━━ Data ━━

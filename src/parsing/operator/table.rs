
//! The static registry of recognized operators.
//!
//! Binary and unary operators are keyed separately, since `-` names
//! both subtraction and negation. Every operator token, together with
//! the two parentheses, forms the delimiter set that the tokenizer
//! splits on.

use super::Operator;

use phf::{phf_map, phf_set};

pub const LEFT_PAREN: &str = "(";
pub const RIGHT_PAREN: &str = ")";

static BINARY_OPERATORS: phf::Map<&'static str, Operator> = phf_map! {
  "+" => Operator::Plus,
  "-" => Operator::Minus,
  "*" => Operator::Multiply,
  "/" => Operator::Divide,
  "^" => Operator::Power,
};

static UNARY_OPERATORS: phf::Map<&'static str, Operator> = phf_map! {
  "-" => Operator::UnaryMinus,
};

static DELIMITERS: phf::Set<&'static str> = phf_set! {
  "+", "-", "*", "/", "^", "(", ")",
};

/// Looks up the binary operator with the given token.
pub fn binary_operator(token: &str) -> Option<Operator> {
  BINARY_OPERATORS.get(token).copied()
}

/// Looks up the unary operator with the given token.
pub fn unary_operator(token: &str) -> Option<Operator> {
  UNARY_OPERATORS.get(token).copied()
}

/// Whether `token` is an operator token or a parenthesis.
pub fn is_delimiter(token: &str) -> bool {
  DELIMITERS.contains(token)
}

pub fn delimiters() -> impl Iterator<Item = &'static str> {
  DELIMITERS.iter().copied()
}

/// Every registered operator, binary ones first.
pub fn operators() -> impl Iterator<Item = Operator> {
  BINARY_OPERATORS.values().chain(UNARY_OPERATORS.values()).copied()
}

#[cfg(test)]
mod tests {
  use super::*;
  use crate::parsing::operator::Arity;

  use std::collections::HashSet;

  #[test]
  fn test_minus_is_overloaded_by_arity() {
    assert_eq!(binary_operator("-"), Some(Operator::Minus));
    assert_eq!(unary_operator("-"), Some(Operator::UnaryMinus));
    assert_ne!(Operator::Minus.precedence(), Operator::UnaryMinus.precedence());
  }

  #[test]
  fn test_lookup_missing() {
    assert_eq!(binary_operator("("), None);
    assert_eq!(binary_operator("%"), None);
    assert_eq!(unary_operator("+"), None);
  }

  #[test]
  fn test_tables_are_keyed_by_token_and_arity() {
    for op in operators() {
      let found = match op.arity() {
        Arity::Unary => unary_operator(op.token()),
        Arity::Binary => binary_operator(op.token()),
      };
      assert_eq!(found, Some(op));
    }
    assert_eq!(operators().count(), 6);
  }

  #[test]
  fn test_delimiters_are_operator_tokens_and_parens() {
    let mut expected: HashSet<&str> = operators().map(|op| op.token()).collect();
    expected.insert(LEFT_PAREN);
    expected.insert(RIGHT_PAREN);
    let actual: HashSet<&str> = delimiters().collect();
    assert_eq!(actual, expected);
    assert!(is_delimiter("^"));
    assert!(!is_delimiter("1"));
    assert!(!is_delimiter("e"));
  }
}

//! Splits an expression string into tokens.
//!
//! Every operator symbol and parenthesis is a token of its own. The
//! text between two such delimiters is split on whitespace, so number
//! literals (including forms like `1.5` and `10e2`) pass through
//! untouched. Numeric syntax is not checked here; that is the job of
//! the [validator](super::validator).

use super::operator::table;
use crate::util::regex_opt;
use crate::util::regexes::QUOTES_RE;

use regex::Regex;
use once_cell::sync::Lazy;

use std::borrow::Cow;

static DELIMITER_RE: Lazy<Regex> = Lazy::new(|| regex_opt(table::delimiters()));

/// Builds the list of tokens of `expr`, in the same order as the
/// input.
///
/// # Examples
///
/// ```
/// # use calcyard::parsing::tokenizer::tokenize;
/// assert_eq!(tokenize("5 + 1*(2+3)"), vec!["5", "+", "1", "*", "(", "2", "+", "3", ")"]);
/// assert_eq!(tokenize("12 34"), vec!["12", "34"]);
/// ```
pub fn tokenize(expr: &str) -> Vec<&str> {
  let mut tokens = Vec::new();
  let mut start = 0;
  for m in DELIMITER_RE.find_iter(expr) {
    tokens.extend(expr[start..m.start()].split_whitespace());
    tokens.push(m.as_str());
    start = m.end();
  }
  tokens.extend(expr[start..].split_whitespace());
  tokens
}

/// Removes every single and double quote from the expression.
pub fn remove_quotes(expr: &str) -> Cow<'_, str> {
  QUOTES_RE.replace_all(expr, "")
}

━━━

▶ **Task to carry out**:
All lines from the one containing "whitespace, so number" through the last line of the data must be set down exactly. No other lines belong in the answer.

▶ **Response to the task**:
//! text between two such delimiters is split on whitespace, so number
//! literals (including forms like `1.5` and `10e2`) pass through
//! untouched. Numeric syntax is not checked here; that is the job of
//! the [validator](super::validator).

use super::operator::table;
use crate::util::regex_opt;
use crate::util::regexes::QUOTES_RE;

use regex::Regex;
use once_cell::sync::Lazy;

use std::borrow::Cow;

static DELIMITER_RE: Lazy<Regex> = Lazy::new(|| regex_opt(table::delimiters()));

/// Builds the list of tokens of `expr`, in the same order as the
/// input.
///
/// # Examples
///
/// ```
/// # use calcyard::parsing::tokenizer::tokenize;
/// assert_eq!(tokenize("5 + 1*(2+3)"), vec!["5", "+", "1", "*", "(", "2", "+", "3", ")"]);
/// assert_eq!(tokenize("12 34"), vec!["12", "34"]);
/// ```
pub fn tokenize(expr: &str) -> Vec<&str> {
  let mut tokens = Vec::new();
  let mut start = 0;
  for m in DELIMITER_RE.find_iter(expr) {
    tokens.extend(expr[start..m.start()].split_whitespace());
    tokens.push(m.as_str());
    start = m.end();
  }
  tokens.extend(expr[start..].split_whitespace());
  tokens
}

/// Removes every single and double quote from the expression.
pub fn remove_quotes(expr: &str) -> Cow<'_, str> {
  QUOTES_RE.replace_all(expr, "")
}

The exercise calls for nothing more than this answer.